» **Problem**
Count the lines below that carry the word "thread". Answer with that number alone.

____________

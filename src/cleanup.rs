//! Tracking the `opencode` process tree and sweeping it.
//!
//! The [`Tracker`] remembers every PID ever seen below the root and every
//! process group those PIDs belonged to, so a grandchild reparented to init
//! after `opencode` exits is still found by the sweep. The wrapper's own
//! process group is never recorded and PIDs of 1 or lower are never
//! signalled.

use crate::process_tree::{ProcessProbe, discover_descendants};
use log::debug;
use nix::sys::signal::Signal;
use std::collections::BTreeSet;
use std::thread;
use std::time::Duration;

/// Maximum signalling passes in one sweep.
pub const SWEEP_PASSES: usize = 3;

/// Pauses used while sweeping.
#[derive(Debug, Clone, Copy, PartialEq, Eq)]
pub struct SweepTiming {
    /// Pause after each signalling pass.
    pub pass_interval: Duration,
    /// Pause between the SIGTERM and SIGKILL sweeps of a full cleanup.
    pub term_grace: Duration,
}

impl Default for SweepTiming {
    fn default() -> Self {
        Self {
            pass_interval: Duration::from_millis(150),
            term_grace: Duration::from_millis(1_200),
        }
    }
}

/// Which targets a sweep signals.
#[derive(Debug, Clone, Copy, PartialEq, Eq)]
pub enum SweepScope {
    /// Individual PIDs only.
    Pids,
    /// Process groups first, then individual PIDs.
    PidsAndGroups,
}

/// Everything known about the process tree rooted at the `opencode` child.
pub struct Tracker<'a> {
    probe: &'a dyn ProcessProbe,
    root_pid: i32,
    wrapper_pgid: Option<i32>,
    known_pids: BTreeSet<i32>,
    known_pgids: BTreeSet<i32>,
}

impl<'a> Tracker<'a> {
    /// Start tracking the tree below `root_pid`.
    #[must_use]
    pub fn new(probe: &'a dyn ProcessProbe, root_pid: i32) -> Self {
        Self {
            probe,
            root_pid,
            wrapper_pgid: probe.own_group(),
            known_pids: BTreeSet::new(),
            known_pgids: BTreeSet::new(),
        }
    }

    /// Record the current descendants and their process groups.
    pub fn observe(&mut self) {
        let descendants = discover_descendants(self.probe, self.root_pid);
        for &pid in &descendants {
            let Some(group) = self.probe.process_group(pid) else {
                continue;
            };
            if group > 1 && Some(group) != self.wrapper_pgid {
                self.known_pgids.insert(group);
            }
        }
        self.known_pids.extend(descendants);
    }

    /// PID of the `opencode` child.
    #[must_use]
    pub fn root_pid(&self) -> i32 {
        self.root_pid
    }

    /// Every PID observed so far.
    #[must_use]
    pub fn known_pids(&self) -> &BTreeSet<i32> {
        &self.known_pids
    }

    /// Every process group observed so far.
    #[must_use]
    pub fn known_pgids(&self) -> &BTreeSet<i32> {
        &self.known_pgids
    }

    fn live_pids(&self) -> BTreeSet<i32> {
        self.known_pids
            .iter()
            .copied()
            .filter(|&pid| pid > 1 && self.probe.pid_alive(pid))
            .collect()
    }

    fn live_pgids(&self) -> BTreeSet<i32> {
        self.known_pgids
            .iter()
            .copied()
            .filter(|&pgid| pgid > 1 && self.probe.group_alive(pgid))
            .collect()
    }
}

/// Sweep after `opencode` exited on its own: SIGTERM, then SIGKILL.
///
/// Process groups are left alone because the child's group may be shared
/// with the terminal session.
pub fn post_exit_sweep(tracker: &mut Tracker<'_>, timing: SweepTiming) {
    sweep(tracker, Signal::SIGTERM, SweepScope::Pids, timing);
    thread::sleep(timing.pass_interval);
    sweep(tracker, Signal::SIGKILL, SweepScope::Pids, timing);
}

/// Cleanup after the wrapper was signalled: groups and PIDs get SIGTERM,
/// a grace period, then SIGKILL.
pub fn full_cleanup(tracker: &mut Tracker<'_>, timing: SweepTiming) {
    sweep(tracker, Signal::SIGTERM, SweepScope::PidsAndGroups, timing);
    thread::sleep(timing.term_grace);
    sweep(tracker, Signal::SIGKILL, SweepScope::PidsAndGroups, timing);
}

/// Up to [`SWEEP_PASSES`] rounds of observe, filter to live targets, and
/// signal. The first round sends `first_signal`; later rounds SIGKILL.
/// Stops as soon as nothing tracked is alive.
pub fn sweep(
    tracker: &mut Tracker<'_>,
    first_signal: Signal,
    scope: SweepScope,
    timing: SweepTiming,
) {
    for pass in 0..SWEEP_PASSES {
        tracker.observe();
        let pids = tracker.live_pids();
        let pgids = tracker.live_pgids();
        if pids.is_empty() && pgids.is_empty() {
            debug!("sweep pass {pass}: nothing left alive");
            return;
        }

        let signal = if pass == 0 {
            first_signal
        } else {
            Signal::SIGKILL
        };
        debug!(
            "sweep pass {pass}: {signal} to {} pid(s), {} group(s)",
            pids.len(),
            if scope == SweepScope::PidsAndGroups {
                pgids.len()
            } else {
                0
            }
        );
        if scope == SweepScope::PidsAndGroups {
            for &pgid in &pgids {
                tracker.probe.signal_group(pgid, signal);
            }
        }
        for &pid in &pids {
            tracker.probe.signal_pid(pid, signal);
        }
        thread::sleep(timing.pass_interval);
    }
}

#[cfg(test)]
#[path = "cleanup_tests.rs"]
mod tests;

____________

» **Answer section**
4